### TO DO
Search the listing for the word "level" and copy every line where it turns up.

(INFORMATION SHOWN begins)

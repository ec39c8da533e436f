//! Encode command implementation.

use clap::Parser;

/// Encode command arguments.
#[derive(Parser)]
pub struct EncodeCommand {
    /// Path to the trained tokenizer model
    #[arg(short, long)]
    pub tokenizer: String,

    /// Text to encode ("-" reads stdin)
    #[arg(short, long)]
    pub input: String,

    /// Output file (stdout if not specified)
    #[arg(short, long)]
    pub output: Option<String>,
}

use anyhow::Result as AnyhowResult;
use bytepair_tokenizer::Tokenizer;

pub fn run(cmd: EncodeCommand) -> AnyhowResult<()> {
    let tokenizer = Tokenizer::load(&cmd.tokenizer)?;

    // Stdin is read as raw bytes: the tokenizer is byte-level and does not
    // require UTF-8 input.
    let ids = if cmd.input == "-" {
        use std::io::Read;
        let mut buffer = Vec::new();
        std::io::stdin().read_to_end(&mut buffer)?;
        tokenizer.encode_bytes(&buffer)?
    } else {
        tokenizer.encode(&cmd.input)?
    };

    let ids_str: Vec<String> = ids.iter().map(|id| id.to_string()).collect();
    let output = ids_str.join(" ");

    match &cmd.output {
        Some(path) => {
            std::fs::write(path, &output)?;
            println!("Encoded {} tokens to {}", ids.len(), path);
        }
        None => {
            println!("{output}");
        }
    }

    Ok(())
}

(INFORMATION SHOWN ends)
(INFORMATION SHOWN begins)

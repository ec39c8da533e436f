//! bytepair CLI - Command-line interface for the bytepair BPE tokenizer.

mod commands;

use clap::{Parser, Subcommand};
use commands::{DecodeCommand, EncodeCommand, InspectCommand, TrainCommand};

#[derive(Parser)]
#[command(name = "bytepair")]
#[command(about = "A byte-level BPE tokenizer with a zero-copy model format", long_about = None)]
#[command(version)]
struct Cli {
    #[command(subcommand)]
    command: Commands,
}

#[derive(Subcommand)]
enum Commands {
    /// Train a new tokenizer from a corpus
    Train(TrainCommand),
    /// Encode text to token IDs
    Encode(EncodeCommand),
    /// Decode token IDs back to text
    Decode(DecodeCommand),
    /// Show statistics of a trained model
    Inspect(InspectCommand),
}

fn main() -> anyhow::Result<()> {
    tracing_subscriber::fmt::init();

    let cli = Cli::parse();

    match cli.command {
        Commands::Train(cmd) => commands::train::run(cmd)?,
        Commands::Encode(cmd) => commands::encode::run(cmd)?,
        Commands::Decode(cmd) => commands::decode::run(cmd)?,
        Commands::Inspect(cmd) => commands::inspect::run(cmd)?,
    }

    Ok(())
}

(INFORMATION SHOWN ends)
(INFORMATION SHOWN begins)

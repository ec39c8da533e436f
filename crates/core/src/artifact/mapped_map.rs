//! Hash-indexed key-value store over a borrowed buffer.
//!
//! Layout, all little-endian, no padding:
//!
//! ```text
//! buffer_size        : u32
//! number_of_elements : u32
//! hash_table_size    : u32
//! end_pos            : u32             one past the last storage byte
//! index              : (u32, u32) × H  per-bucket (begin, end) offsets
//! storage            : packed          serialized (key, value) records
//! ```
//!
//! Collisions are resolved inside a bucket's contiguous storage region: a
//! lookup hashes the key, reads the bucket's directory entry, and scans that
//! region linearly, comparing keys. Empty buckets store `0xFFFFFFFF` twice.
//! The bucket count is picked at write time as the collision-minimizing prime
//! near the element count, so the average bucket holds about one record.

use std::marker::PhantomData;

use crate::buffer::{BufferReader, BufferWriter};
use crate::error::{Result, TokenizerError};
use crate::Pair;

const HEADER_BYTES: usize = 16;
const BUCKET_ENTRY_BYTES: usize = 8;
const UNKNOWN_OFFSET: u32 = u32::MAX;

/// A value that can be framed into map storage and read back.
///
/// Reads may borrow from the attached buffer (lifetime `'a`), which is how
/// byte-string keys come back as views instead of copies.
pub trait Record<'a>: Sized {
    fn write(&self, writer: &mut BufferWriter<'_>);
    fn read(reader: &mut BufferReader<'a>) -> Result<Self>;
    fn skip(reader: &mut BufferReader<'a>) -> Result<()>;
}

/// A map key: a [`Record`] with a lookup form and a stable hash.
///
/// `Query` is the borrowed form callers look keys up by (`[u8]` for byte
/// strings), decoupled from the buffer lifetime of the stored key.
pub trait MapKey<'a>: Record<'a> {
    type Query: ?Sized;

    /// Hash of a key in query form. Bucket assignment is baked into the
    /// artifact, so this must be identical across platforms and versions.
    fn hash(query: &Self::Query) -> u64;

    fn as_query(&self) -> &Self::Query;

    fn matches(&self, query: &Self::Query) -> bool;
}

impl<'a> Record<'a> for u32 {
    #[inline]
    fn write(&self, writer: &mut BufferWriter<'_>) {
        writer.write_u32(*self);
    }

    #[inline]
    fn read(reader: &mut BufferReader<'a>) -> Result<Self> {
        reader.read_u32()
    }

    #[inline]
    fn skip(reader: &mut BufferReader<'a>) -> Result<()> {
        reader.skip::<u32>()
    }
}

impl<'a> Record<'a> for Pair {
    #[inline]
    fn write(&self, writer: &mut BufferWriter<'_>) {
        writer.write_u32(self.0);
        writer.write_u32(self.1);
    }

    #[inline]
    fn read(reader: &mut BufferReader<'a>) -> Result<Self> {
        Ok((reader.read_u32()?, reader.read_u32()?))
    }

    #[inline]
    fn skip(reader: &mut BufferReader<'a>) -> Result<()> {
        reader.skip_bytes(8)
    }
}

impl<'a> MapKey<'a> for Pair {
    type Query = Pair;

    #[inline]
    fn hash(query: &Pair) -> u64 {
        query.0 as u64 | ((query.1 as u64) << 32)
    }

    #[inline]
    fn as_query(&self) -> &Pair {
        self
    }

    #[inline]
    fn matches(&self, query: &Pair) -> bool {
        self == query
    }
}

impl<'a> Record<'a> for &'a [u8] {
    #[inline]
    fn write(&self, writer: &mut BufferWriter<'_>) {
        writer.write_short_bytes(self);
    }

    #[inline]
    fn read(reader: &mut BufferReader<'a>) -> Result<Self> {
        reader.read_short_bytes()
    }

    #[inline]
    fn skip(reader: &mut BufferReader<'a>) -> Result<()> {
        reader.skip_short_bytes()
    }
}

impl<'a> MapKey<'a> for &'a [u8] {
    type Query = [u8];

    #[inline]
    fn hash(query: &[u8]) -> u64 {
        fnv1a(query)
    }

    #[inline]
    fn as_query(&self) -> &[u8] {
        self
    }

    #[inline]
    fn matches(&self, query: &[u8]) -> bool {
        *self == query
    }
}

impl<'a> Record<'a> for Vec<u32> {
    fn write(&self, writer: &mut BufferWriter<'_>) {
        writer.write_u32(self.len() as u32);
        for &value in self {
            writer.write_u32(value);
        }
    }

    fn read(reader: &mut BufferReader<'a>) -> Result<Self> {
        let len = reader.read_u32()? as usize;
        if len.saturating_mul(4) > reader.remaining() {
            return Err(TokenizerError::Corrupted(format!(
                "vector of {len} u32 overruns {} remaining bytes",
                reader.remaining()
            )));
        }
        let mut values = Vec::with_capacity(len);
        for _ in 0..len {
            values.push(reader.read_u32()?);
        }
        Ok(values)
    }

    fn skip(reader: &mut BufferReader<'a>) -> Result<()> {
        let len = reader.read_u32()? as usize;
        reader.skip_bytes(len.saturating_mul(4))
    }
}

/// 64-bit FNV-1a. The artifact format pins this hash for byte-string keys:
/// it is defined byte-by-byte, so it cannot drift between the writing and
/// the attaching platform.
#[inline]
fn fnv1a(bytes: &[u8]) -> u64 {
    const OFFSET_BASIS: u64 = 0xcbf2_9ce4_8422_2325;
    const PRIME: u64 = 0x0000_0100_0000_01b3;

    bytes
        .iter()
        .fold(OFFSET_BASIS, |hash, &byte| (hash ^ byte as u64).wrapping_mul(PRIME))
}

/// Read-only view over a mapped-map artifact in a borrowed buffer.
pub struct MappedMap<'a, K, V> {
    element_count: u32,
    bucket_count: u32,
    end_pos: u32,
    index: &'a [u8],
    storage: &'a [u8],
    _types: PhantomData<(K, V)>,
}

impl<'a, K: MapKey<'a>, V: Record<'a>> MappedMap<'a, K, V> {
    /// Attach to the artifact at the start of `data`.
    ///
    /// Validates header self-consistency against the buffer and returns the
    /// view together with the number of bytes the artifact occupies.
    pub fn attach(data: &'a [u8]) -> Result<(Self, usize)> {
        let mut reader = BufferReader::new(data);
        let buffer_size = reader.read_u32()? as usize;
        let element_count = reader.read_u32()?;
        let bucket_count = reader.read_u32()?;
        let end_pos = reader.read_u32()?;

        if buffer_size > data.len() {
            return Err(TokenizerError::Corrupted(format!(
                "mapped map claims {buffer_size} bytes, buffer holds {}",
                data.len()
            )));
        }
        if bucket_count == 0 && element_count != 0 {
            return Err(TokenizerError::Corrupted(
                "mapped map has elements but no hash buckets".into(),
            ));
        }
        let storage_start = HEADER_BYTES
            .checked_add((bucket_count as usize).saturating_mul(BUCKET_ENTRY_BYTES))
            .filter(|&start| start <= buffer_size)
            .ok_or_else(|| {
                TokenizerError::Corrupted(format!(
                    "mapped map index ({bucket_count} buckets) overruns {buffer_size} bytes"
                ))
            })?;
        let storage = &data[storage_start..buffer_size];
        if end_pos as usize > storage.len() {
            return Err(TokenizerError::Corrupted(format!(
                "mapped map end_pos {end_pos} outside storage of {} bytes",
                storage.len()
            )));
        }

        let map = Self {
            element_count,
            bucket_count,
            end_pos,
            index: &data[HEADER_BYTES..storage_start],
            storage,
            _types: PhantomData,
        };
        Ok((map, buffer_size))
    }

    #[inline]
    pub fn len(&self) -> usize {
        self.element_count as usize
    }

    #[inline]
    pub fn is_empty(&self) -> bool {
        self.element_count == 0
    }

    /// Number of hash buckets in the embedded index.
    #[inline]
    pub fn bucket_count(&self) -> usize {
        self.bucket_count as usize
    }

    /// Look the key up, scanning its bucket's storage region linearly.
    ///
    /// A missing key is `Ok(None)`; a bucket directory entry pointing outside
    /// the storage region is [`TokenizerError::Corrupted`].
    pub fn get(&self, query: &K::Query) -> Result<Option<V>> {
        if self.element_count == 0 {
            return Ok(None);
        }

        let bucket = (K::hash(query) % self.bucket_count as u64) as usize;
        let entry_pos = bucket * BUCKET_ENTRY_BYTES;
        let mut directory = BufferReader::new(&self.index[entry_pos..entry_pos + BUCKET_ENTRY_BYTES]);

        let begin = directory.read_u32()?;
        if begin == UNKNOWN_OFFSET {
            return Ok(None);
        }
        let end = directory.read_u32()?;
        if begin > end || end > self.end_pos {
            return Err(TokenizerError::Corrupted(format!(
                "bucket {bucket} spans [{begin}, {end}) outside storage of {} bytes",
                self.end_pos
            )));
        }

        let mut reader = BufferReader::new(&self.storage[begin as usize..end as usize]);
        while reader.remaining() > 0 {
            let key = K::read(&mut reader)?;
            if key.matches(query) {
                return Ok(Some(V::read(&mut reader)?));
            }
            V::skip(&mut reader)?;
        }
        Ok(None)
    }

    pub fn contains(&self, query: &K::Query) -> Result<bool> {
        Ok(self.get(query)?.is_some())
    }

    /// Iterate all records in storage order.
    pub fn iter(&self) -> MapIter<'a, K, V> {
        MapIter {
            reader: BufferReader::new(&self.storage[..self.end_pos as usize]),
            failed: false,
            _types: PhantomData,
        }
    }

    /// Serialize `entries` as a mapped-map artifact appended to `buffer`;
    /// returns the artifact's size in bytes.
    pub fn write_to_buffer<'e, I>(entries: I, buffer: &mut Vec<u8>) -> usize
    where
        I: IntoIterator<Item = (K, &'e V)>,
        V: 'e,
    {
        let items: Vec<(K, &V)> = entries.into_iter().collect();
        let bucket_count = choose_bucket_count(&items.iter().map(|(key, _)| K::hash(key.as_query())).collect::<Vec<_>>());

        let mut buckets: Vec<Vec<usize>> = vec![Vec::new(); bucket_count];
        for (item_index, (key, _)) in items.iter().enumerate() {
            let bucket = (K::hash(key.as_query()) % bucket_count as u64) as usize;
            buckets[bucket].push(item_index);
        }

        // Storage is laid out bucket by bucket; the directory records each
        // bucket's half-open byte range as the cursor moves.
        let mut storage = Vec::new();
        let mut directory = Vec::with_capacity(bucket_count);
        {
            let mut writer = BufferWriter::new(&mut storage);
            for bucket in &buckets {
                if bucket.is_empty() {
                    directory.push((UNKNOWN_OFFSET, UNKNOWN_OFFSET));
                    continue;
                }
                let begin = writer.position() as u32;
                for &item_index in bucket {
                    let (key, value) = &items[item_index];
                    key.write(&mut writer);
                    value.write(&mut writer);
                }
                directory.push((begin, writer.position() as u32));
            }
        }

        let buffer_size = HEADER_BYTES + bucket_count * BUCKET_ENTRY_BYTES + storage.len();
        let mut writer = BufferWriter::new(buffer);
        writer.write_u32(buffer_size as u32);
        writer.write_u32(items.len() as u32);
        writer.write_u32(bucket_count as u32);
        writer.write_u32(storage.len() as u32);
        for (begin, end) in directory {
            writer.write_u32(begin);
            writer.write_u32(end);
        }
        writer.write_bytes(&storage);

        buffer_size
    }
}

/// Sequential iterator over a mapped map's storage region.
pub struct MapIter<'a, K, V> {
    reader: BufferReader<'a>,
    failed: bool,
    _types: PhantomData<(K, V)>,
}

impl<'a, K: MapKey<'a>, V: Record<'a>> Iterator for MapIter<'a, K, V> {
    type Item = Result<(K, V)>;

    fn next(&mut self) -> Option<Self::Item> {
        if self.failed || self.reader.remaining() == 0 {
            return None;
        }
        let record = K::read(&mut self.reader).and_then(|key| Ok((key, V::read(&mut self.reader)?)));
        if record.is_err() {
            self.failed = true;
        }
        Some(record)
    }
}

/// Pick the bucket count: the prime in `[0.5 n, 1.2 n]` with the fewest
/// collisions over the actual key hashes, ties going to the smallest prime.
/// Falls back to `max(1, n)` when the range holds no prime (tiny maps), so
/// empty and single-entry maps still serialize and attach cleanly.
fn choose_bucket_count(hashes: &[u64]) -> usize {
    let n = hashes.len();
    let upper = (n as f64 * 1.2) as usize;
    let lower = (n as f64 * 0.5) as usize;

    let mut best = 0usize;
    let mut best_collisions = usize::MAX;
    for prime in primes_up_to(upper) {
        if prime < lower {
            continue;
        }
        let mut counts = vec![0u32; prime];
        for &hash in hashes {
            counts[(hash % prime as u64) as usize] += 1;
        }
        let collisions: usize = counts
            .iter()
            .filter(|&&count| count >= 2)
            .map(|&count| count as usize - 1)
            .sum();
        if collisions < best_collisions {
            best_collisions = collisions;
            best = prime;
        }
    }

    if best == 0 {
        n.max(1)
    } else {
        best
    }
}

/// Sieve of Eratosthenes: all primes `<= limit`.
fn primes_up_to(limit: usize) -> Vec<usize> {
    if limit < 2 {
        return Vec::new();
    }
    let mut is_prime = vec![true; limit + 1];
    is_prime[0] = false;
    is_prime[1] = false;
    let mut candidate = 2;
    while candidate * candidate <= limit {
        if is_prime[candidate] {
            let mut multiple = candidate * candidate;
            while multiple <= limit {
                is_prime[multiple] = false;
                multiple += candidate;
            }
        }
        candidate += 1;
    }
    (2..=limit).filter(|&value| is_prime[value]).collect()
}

(INFORMATION SHOWN ends)

### THE ANSWER
    // Stdin is read as raw bytes: the tokenizer is byte-level and does not
#[command(about = "A byte-level BPE tokenizer with a zero-copy model format", long_about = None)]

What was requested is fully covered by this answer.